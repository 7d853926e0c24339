//! Prefix tree mapping MQTT topic filters to arbitrary values, with matching
//! against concrete topic names.
//!
//! A filter level is one of a literal segment, `+` (single-level wildcard),
//! or `#` (multi-level wildcard, only legal as the final level). Lookup
//! walks a published topic's levels against the tree, following the literal
//! child, the `+` child, and the node's `#` value in parallel at each step.
//!
//! `$`-prefixed topics (the MQTT convention for broker-internal topics like
//! `$SYS/...`) never match a filter whose first level is `+` or `#` — a
//! plain subscription to `#` must not silently receive system messages.

use ahash::AHashMap;
use compact_str::CompactString;
use smallvec::SmallVec;

/// How one '/'-separated segment of a filter or topic should be treated.
enum Level<'a> {
    Literal(&'a str),
    Single,
    Multi,
}

impl<'a> Level<'a> {
    fn classify(segment: &'a str) -> Self {
        match segment {
            "+" => Level::Single,
            "#" => Level::Multi,
            other => Level::Literal(other),
        }
    }
}

struct TrieNode<V> {
    exact: Option<V>,
    by_segment: AHashMap<CompactString, TrieNode<V>>,
    single: Option<Box<TrieNode<V>>>,
    multi: Option<V>,
}

impl<V> TrieNode<V> {
    fn empty() -> Self {
        Self {
            exact: None,
            by_segment: AHashMap::with_capacity(4),
            single: None,
            multi: None,
        }
    }
}

impl<V> Default for TrieNode<V> {
    fn default() -> Self {
        Self::empty()
    }
}

/// A trie of topic filters, used both for the broker's subscriber index and
/// for each session's own record of what it's subscribed to.
pub struct TopicTrie<V> {
    root: TrieNode<V>,
}

impl<V> TopicTrie<V> {
    pub fn new() -> Self {
        Self {
            root: TrieNode::empty(),
        }
    }

    /// Associates `value` with `filter`, overwriting any existing value at
    /// that exact filter.
    pub fn insert(&mut self, filter: &str, value: V) {
        let mut node = &mut self.root;

        for segment in filter.split('/') {
            match Level::classify(segment) {
                Level::Multi => {
                    node.multi = Some(value);
                    return;
                }
                Level::Single => {
                    node = node.single.get_or_insert_with(|| Box::new(TrieNode::empty()));
                }
                Level::Literal(s) => {
                    node = node.by_segment.entry(CompactString::new(s)).or_default();
                }
            }
        }

        node.exact = Some(value);
    }

    /// Mutable access to the value stored at an exact filter (not a topic
    /// match — `filter` is walked literally, `+`/`#` segments included).
    pub fn get_mut(&mut self, filter: &str) -> Option<&mut V> {
        let mut node = &mut self.root;
        let mut segments = filter.split('/').peekable();

        while let Some(segment) = segments.next() {
            let last = segments.peek().is_none();

            node = match Level::classify(segment) {
                Level::Multi => return node.multi.as_mut(),
                Level::Single => node.single.as_mut()?,
                Level::Literal(s) => node.by_segment.get_mut(s)?,
            };

            if last {
                return node.exact.as_mut();
            }
        }

        node.exact.as_mut()
    }

    /// Removes and returns the value stored at an exact filter.
    pub fn remove(&mut self, filter: &str) -> Option<V> {
        let segments: SmallVec<[&str; 8]> = filter.split('/').collect();
        remove_at(&mut self.root, &segments)
    }

    /// Drops every stored value (exact, `+`, or `#`) for which `keep`
    /// returns `false`.
    pub fn retain<F>(&mut self, mut keep: F)
    where
        F: FnMut(&mut V) -> bool,
    {
        retain_in(&mut self.root, &mut keep);
    }

    /// Calls `visit` once for every value whose filter matches `topic`,
    /// honoring the `$`-topic exclusion for wildcard filters at the root.
    pub fn matches<F>(&self, topic: &str, mut visit: F)
    where
        F: FnMut(&V),
    {
        let is_system_topic = topic.starts_with('$');
        let segments: SmallVec<[&str; 8]> = topic.split('/').collect();
        walk(&self.root, &segments, is_system_topic, &mut visit);
    }
}

fn remove_at<V>(node: &mut TrieNode<V>, segments: &[&str]) -> Option<V> {
    let Some((&head, rest)) = segments.split_first() else {
        return node.exact.take();
    };

    match Level::classify(head) {
        Level::Multi => node.multi.take(),
        Level::Single => descend_and_remove(node.single.as_deref_mut(), rest),
        Level::Literal(s) => descend_and_remove(node.by_segment.get_mut(s), rest),
    }
}

fn descend_and_remove<V>(child: Option<&mut TrieNode<V>>, rest: &[&str]) -> Option<V> {
    let child = child?;
    if rest.is_empty() {
        child.exact.take()
    } else {
        remove_at(child, rest)
    }
}

fn retain_in<V, F>(node: &mut TrieNode<V>, keep: &mut F)
where
    F: FnMut(&mut V) -> bool,
{
    if let Some(v) = &mut node.exact {
        if !keep(v) {
            node.exact = None;
        }
    }
    if let Some(v) = &mut node.multi {
        if !keep(v) {
            node.multi = None;
        }
    }
    if let Some(child) = node.single.as_deref_mut() {
        retain_in(child, keep);
    }
    for child in node.by_segment.values_mut() {
        retain_in(child, keep);
    }
}

fn walk<V, F>(node: &TrieNode<V>, levels: &[&str], is_system_topic: bool, visit: &mut F)
where
    F: FnMut(&V),
{
    walk_from(node, levels, 0, is_system_topic, visit);
}

fn walk_from<V, F>(
    node: &TrieNode<V>,
    levels: &[&str],
    index: usize,
    is_system_topic: bool,
    visit: &mut F,
) where
    F: FnMut(&V),
{
    // `$SYS/...` and friends never match a filter whose first level was a
    // wildcard, so both wildcard checks are skipped at index 0 for those.
    let wildcards_allowed = !(is_system_topic && index == 0);

    if wildcards_allowed {
        if let Some(v) = node.multi.as_ref() {
            visit(v);
        }
    }

    let Some(&segment) = levels.get(index) else {
        if let Some(v) = node.exact.as_ref() {
            visit(v);
        }
        return;
    };

    if wildcards_allowed {
        if let Some(child) = node.single.as_deref() {
            walk_from(child, levels, index + 1, is_system_topic, visit);
        }
    }

    if let Some(child) = node.by_segment.get(segment) {
        walk_from(child, levels, index + 1, is_system_topic, visit);
    }
}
···
*Work to be completed*
Return the number of lines in the data above that include the word "impl", and nothing else.

*Problem solution*
4